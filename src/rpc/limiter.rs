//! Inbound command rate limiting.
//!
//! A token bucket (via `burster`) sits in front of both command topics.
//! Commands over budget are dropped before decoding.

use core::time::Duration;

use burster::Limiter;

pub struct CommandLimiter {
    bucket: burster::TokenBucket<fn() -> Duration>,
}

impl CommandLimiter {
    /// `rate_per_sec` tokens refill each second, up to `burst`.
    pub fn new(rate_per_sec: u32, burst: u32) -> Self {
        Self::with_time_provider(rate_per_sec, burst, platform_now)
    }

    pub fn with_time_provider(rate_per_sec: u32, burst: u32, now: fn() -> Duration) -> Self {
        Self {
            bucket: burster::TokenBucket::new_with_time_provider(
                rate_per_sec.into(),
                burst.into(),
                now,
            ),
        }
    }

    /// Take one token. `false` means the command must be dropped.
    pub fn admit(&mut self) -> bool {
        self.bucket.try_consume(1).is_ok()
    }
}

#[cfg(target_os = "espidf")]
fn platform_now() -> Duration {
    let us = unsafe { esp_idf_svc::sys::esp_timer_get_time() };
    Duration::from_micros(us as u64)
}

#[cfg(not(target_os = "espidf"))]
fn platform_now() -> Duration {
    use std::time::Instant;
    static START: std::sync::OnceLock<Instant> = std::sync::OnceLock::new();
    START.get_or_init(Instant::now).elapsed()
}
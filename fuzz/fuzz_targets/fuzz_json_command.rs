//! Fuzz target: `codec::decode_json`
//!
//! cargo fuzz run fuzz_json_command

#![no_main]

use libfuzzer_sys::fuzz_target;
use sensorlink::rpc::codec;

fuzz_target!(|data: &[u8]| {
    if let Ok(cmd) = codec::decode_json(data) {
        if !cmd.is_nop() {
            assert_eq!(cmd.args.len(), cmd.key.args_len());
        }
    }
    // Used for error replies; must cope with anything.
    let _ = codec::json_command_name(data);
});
┄┄┄┄┄┄
■ INSTRUCTIONS TO FOLLOW ■
Take from the material every line that holds "burster".

■ ANSWER BOX ■
//! A token bucket (via `burster`) sits in front of both command topics.
use burster::Limiter;
    bucket: burster::TokenBucket<fn() -> Duration>,
            bucket: burster::TokenBucket::new_with_time_provider(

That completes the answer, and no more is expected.